Pressemitteilung vom 12.06.2012

Die kalte Sonne - Neue Erkenntnisse der Klimaforschung und ihre Konsequenzen

Im Rahmen der Vortragsreihe „Regenerative Energiesysteme“ an der Hochschule Mannheim referiert Dr. habil. Sebastian Lüning, RWE Dea, Hamburg, am 14.06.2012 von 17.15 – 18.45 Uhr in der Aula der Hochschule, Gebäude C, zum Thema „Die kalte Sonne - Neue Erkenntnisse der Klimaforschung und ihre Konsequenzen. Alle Interessierten sind zur Teilnahme sehr herzlich eingeladen. Die Teilnahme ist kostenfrei.
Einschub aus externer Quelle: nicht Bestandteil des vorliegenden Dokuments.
//! ~/.ssh/config host aliases
//!
//! Only the directives an exec-only client can honour are read: HostName,
//! User, Port and IdentityFile. Anything else (ProxyJump, forwards, ...) is
//! ignored.

use std::path::PathBuf;

use serde::{Deserialize, Serialize};
use tokio::fs;

use super::types::SavedConnection;

/// A `Host` block with a literal (non-wildcard) alias
#[derive(Debug, Clone, Default, PartialEq, Eq, Serialize, Deserialize)]
pub struct SshConfigHost {
    pub alias: String,
    pub hostname: Option<String>,
    pub user: Option<String>,
    pub port: Option<u16>,
    /// Kept as written; `~` is expanded when the key is loaded
    pub identity_file: Option<String>,
}

impl SshConfigHost {
    /// HostName, or the alias itself
    pub fn effective_hostname(&self) -> &str {
        self.hostname.as_deref().unwrap_or(&self.alias)
    }

    pub fn effective_port(&self) -> u16 {
        self.port.unwrap_or(22)
    }

    /// Connection target for this alias, logging in as `default_user` when
    /// the entry has no User.
    pub fn to_connection(&self, default_user: &str) -> SavedConnection {
        SavedConnection {
            name: self.alias.clone(),
            host: self.effective_hostname().to_string(),
            port: self.effective_port(),
            username: self.user.clone().unwrap_or_else(|| default_user.to_string()),
            key_path: self.identity_file.clone(),
        }
    }
}

#[derive(Debug, thiserror::Error)]
pub enum SshConfigError {
    #[error("Failed to determine home directory")]
    NoHomeDir,

    #[error("IO error: {0}")]
    Io(#[from] std::io::Error),
}

pub fn default_ssh_config_path() -> Result<PathBuf, SshConfigError> {
    dirs::home_dir()
        .map(|home| home.join(".ssh").join("config"))
        .ok_or(SshConfigError::NoHomeDir)
}

/// Read and parse an ssh config file. A missing file has no hosts.
pub async fn parse_ssh_config(path: Option<PathBuf>) -> Result<Vec<SshConfigHost>, SshConfigError> {
    let path = match path {
        Some(p) => p,
        None => default_ssh_config_path()?,
    };

    match fs::read_to_string(&path).await {
        Ok(content) => Ok(parse_ssh_config_content(&content)),
        Err(e) if e.kind() == std::io::ErrorKind::NotFound => Ok(Vec::new()),
        Err(e) => Err(SshConfigError::Io(e)),
    }
}

/// Parse ssh config text. Every literal alias on a `Host` line gets its own
/// entry carrying the block's settings.
pub fn parse_ssh_config_content(content: &str) -> Vec<SshConfigHost> {
    let mut hosts: Vec<SshConfigHost> = Vec::new();
    // Index of the first entry of the current block
    let mut block_start: Option<usize> = None;

    for line in content.lines() {
        let line = line.trim();
        if line.is_empty() || line.starts_with('#') {
            continue;
        }

        // "Key Value" or "Key=Value"
        let (key, value) = match line.find(|c: char| c == '=' || c.is_whitespace()) {
            Some(pos) => (
                &line[..pos],
                line[pos + 1..].trim_start_matches(|c: char| c == '=' || c.is_whitespace()),
            ),
            None => continue,
        };
        let value = value.trim();

        if key.eq_ignore_ascii_case("host") {
            block_start = Some(hosts.len());
            hosts.extend(
                value
                    .split_whitespace()
                    .filter(|alias| !alias.contains('*') && !alias.contains('?'))
                    .map(|alias| SshConfigHost {
                        alias: alias.to_string(),
                        ..Default::default()
                    }),
            );
            continue;
        }
        if key.eq_ignore_ascii_case("match") {
            // Conditional blocks are not evaluated
            block_start = None;
            continue;
        }

        let Some(start) = block_start else {
            continue;
        };
        for host in &mut hosts[start..] {
            // First value wins, as in ssh(1)
            match key.to_ascii_lowercase().as_str() {
                "hostname" if host.hostname.is_none() => host.hostname = Some(value.to_string()),
                "user" if host.user.is_none() => host.user = Some(value.to_string()),
                "port" if host.port.is_none() => host.port = value.parse().ok(),
                "identityfile" if host.identity_file.is_none() => {
                    host.identity_file = Some(value.trim_matches('"').to_string())
                }
                _ => {}
            }
        }
    }

    hosts
}

/// Look up an alias.
pub fn find_host<'a>(hosts: &'a [SshConfigHost], alias: &str) -> Option<&'a SshConfigHost> {
    hosts.iter().find(|h| h.alias == alias)
}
Das Klima der vergangenen 10.000 Jahre war durch ausgeprägte Temperatur-schwankungen gekennzeichnet, die synchron zur Sonnenaktivität verliefen. Die Erwärmung der vergangenen 150 Jahre ist Teil dieses natürlichen Klimazyklus, der zusätzlich noch vom Kohlendioxid verstärkt wurde. Durch Zuordnungsfehler ist die Erwärmungswirkung des CO2 vom IPCC überschätzt worden. Zahlreiche aktuelle Studien unterstreichen, dass die Sonne eine viel stärkere Klimawirkung besitzt als derzeit noch vom IPCC angenommen. Entgegen den Prognosen des Weltklimarates pausiert die Erderwärmung seit nunmehr über zehn Jahren. Auch die nächsten Jahrzehnte wird es aufgrund natürlicher Ursachen eher zu einer leichten Erdabkühlung kommen, die vom CO2 vorerst nicht ausgeglichen wird. Selbst bei steigenden CO2-Emissionen wird die Erwärmung in diesem Jahrhundert 2°C nicht überschreiten. Das bietet Zeit, erneuerbare Energieträger zielgerichtet auszubauen und diese Umstellung in ökonomisch vernünftiger Weise und nachhaltig zu gestalten.